==== Data

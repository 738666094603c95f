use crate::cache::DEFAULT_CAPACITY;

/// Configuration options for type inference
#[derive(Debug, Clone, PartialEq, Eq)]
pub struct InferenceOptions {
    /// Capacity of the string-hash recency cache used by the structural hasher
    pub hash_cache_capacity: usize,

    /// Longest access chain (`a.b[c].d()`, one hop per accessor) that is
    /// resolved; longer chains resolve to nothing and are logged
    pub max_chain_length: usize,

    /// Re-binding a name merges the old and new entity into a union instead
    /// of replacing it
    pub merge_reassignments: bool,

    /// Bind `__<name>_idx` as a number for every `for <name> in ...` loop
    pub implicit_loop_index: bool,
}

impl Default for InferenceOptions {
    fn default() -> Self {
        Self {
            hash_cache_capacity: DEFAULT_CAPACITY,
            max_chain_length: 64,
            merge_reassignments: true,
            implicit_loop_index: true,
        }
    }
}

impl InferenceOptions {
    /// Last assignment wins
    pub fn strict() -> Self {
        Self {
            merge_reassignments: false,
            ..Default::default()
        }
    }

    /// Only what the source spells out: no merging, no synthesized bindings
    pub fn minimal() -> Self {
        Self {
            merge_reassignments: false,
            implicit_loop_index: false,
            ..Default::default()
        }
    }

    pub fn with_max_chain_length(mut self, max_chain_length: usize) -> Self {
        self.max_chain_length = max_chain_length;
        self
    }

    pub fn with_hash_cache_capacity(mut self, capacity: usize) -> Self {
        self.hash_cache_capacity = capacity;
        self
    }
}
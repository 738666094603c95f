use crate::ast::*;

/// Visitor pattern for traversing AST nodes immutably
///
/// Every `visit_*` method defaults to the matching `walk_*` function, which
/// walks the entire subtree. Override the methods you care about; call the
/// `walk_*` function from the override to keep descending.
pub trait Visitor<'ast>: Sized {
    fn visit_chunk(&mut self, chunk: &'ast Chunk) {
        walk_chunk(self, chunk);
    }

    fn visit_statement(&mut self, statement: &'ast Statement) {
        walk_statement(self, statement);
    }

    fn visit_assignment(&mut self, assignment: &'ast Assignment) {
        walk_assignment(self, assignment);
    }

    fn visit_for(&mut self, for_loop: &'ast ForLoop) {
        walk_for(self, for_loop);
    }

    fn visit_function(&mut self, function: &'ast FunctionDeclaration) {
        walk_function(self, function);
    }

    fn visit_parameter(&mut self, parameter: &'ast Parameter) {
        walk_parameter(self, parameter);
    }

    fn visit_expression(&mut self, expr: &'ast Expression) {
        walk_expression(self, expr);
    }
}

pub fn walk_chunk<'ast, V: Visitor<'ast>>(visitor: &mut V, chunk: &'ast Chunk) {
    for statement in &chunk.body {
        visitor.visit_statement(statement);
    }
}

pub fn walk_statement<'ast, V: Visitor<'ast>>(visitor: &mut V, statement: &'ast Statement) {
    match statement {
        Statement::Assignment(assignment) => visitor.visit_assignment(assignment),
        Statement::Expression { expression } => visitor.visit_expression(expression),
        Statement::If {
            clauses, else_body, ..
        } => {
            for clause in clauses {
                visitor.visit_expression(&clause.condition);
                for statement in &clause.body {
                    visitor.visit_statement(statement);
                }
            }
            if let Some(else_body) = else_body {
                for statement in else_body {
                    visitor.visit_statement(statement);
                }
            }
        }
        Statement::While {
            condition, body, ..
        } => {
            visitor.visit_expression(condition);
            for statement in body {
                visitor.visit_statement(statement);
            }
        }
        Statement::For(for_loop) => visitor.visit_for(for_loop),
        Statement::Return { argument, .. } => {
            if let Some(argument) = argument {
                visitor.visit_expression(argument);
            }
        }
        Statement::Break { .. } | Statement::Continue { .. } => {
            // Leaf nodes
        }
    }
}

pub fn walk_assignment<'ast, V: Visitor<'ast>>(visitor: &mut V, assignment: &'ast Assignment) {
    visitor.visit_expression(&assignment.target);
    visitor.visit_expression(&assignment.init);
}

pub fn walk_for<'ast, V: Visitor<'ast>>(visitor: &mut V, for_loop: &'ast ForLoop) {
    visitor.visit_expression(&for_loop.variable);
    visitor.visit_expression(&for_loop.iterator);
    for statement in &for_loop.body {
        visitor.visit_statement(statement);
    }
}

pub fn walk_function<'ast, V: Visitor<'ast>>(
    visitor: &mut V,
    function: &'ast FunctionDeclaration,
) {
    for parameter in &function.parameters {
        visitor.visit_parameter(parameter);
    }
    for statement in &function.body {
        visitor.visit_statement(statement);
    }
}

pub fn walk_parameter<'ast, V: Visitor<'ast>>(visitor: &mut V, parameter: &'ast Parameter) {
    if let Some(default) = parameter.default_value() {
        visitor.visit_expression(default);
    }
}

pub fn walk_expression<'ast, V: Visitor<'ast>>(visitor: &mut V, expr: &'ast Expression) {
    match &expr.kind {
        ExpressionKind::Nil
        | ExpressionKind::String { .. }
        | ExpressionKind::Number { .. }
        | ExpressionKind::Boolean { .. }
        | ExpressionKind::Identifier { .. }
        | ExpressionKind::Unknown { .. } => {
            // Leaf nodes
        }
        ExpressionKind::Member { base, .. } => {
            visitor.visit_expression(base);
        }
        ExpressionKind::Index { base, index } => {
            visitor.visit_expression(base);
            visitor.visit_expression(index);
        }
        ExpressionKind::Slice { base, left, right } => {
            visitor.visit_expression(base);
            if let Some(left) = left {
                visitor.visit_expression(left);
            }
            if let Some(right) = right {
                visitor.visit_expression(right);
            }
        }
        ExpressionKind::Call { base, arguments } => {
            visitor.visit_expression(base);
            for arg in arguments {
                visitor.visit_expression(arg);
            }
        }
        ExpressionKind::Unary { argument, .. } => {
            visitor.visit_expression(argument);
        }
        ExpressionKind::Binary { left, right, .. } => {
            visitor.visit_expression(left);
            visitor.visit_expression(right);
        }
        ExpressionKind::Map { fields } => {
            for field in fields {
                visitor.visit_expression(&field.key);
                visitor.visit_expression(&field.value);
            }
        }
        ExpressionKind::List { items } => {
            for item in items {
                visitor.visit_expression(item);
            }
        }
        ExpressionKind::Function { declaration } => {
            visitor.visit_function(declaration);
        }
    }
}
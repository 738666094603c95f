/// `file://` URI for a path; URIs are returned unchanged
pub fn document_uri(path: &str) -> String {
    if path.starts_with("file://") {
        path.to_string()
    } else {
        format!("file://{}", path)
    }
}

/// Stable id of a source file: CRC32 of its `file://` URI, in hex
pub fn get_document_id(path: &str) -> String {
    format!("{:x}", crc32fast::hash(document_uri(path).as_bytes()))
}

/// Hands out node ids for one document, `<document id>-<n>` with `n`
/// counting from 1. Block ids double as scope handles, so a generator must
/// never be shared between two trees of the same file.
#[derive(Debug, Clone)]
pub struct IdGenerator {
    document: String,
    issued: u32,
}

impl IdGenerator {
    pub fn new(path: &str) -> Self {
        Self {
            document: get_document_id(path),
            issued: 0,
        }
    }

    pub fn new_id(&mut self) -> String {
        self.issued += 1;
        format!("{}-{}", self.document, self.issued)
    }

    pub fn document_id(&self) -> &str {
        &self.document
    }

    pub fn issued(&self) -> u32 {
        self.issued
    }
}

========

• **Your assignment**:
Retype the records above without changing a single word.

• **Result for this exercise**:
repository 738666094603c95f
use crate::cache::DEFAULT_CAPACITY;

/// Configuration options for type inference
#[derive(Debug, Clone, PartialEq, Eq)]
pub struct InferenceOptions {
    /// Capacity of the string-hash recency cache used by the structural hasher
    pub hash_cache_capacity: usize,

    /// Longest access chain (`a.b[c].d()`, one hop per accessor) that is
    /// resolved; longer chains resolve to nothing and are logged
    pub max_chain_length: usize,

    /// Re-binding a name merges the old and new entity into a union instead
    /// of replacing it
    pub merge_reassignments: bool,

    /// Bind `__<name>_idx` as a number for every `for <name> in ...` loop
    pub implicit_loop_index: bool,
}

impl Default for InferenceOptions {
    fn default() -> Self {
        Self {
            hash_cache_capacity: DEFAULT_CAPACITY,
            max_chain_length: 64,
            merge_reassignments: true,
            implicit_loop_index: true,
        }
    }
}

impl InferenceOptions {
    /// Last assignment wins
    pub fn strict() -> Self {
        Self {
            merge_reassignments: false,
            ..Default::default()
        }
    }

    /// Only what the source spells out: no merging, no synthesized bindings
    pub fn minimal() -> Self {
        Self {
            merge_reassignments: false,
            implicit_loop_index: false,
            ..Default::default()
        }
    }

    pub fn with_max_chain_length(mut self, max_chain_length: usize) -> Self {
        self.max_chain_length = max_chain_length;
        self
    }

    pub fn with_hash_cache_capacity(mut self, capacity: usize) -> Self {
        self.hash_cache_capacity = capacity;
        self
    }
}
repository 738666094603c95f
use crate::ast::*;

/// Visitor pattern for traversing AST nodes immutably
///
/// Every `visit_*` method defaults to the matching `walk_*` function, which
/// walks the entire subtree. Override the methods you care about; call the
/// `walk_*` function from the override to keep descending.
pub trait Visitor<'ast>: Sized {
    fn visit_chunk(&mut self, chunk: &'ast Chunk) {
        walk_chunk(self, chunk);
    }

    fn visit_statement(&mut self, statement: &'ast Statement) {
        walk_statement(self, statement);
    }

    fn visit_assignment(&mut self, assignment: &'ast Assignment) {
        walk_assignment(self, assignment);
    }

    fn visit_for(&mut self, for_loop: &'ast ForLoop) {
        walk_for(self, for_loop);
    }

    fn visit_function(&mut self, function: &'ast FunctionDeclaration) {
        walk_function(self, function);
    }

    fn visit_parameter(&mut self, parameter: &'ast Parameter) {
        walk_parameter(self, parameter);
    }

    fn visit_expression(&mut self, expr: &'ast Expression) {
        walk_expression(self, expr);
    }
}

pub fn walk_chunk<'ast, V: Visitor<'ast>>(visitor: &mut V, chunk: &'ast Chunk) {
    for statement in &chunk.body {
        visitor.visit_statement(statement);
    }
}

pub fn walk_statement<'ast, V: Visitor<'ast>>(visitor: &mut V, statement: &'ast Statement) {
    match statement {
        Statement::Assignment(assignment) => visitor.visit_assignment(assignment),
        Statement::Expression { expression } => visitor.visit_expression(expression),
        Statement::If {
            clauses, else_body, ..
        } => {
            for clause in clauses {
                visitor.visit_expression(&clause.condition);
                for statement in &clause.body {
                    visitor.visit_statement(statement);
                }
            }
            if let Some(else_body) = else_body {
                for statement in else_body {
                    visitor.visit_statement(statement);
                }
            }
        }
        Statement::While {
            condition, body, ..
        } => {
            visitor.visit_expression(condition);
            for statement in body {
                visitor.visit_statement(statement);
            }
        }
        Statement::For(for_loop) => visitor.visit_for(for_loop),
        Statement::Return { argument, .. } => {
            if let Some(argument) = argument {
                visitor.visit_expression(argument);
            }
        }
        Statement::Break { .. } | Statement::Continue { .. } => {
            // Leaf nodes
        }
    }
}

pub fn walk_assignment<'ast, V: Visitor<'ast>>(visitor: &mut V, assignment: &'ast Assignment) {
    visitor.visit_expression(&assignment.target);
    visitor.visit_expression(&assignment.init);
}

pub fn walk_for<'ast, V: Visitor<'ast>>(visitor: &mut V, for_loop: &'ast ForLoop) {
    visitor.visit_expression(&for_loop.variable);
    visitor.visit_expression(&for_loop.iterator);
    for statement in &for_loop.body {
        visitor.visit_statement(statement);
    }
}

pub fn walk_function<'ast, V: Visitor<'ast>>(
    visitor: &mut V,
    function: &'ast FunctionDeclaration,
) {
    for parameter in &function.parameters {
        visitor.visit_parameter(parameter);
    }
    for statement in &function.body {
        visitor.visit_statement(statement);
    }
}

pub fn walk_parameter<'ast, V: Visitor<'ast>>(visitor: &mut V, parameter: &'ast Parameter) {
    if let Some(default) = parameter.default_value() {
        visitor.visit_expression(default);
    }
}

pub fn walk_expression<'ast, V: Visitor<'ast>>(visitor: &mut V, expr: &'ast Expression) {
    match &expr.kind {
        ExpressionKind::Nil
        | ExpressionKind::String { .. }
        | ExpressionKind::Number { .. }
        | ExpressionKind::Boolean { .. }
        | ExpressionKind::Identifier { .. }
        | ExpressionKind::Unknown { .. } => {
            // Leaf nodes
        }
        ExpressionKind::Member { base, .. } => {
            visitor.visit_expression(base);
        }
        ExpressionKind::Index { base, index } => {
            visitor.visit_expression(base);
            visitor.visit_expression(index);
        }
        ExpressionKind::Slice { base, left, right } => {
            visitor.visit_expression(base);
            if let Some(left) = left {
                visitor.visit_expression(left);
            }
            if let Some(right) = right {
                visitor.visit_expression(right);
            }
        }
        ExpressionKind::Call { base, arguments } => {
            visitor.visit_expression(base);
            for arg in arguments {
                visitor.visit_expression(arg);
            }
        }
        ExpressionKind::Unary { argument, .. } => {
            visitor.visit_expression(argument);
        }
        ExpressionKind::Binary { left, right, .. } => {
            visitor.visit_expression(left);
            visitor.visit_expression(right);
        }
        ExpressionKind::Map { fields } => {
            for field in fields {
                visitor.visit_expression(&field.key);
                visitor.visit_expression(&field.value);
            }
        }
        ExpressionKind::List { items } => {
            for item in items {
                visitor.visit_expression(item);
            }
        }
        ExpressionKind::Function { declaration } => {
            visitor.visit_function(declaration);
        }
    }
}
repository 738666094603c95f
/// `file://` URI for a path; URIs are returned unchanged
pub fn document_uri(path: &str) -> String {
    if path.starts_with("file://") {
        path.to_string()
    } else {
        format!("file://{}", path)
    }
}

/// Stable id of a source file: CRC32 of its `file://` URI, in hex
pub fn get_document_id(path: &str) -> String {
    format!("{:x}", crc32fast::hash(document_uri(path).as_bytes()))
}

/// Hands out node ids for one document, `<document id>-<n>` with `n`
/// counting from 1. Block ids double as scope handles, so a generator must
/// never be shared between two trees of the same file.
#[derive(Debug, Clone)]
pub struct IdGenerator {
    document: String,
    issued: u32,
}

impl IdGenerator {
    pub fn new(path: &str) -> Self {
        Self {
            document: get_document_id(path),
            issued: 0,
        }
    }

    pub fn new_id(&mut self) -> String {
        self.issued += 1;
        format!("{}-{}", self.document, self.issued)
    }

    pub fn document_id(&self) -> &str {
        &self.document
    }

    pub fn issued(&self) -> u32 {
        self.issued
    }
}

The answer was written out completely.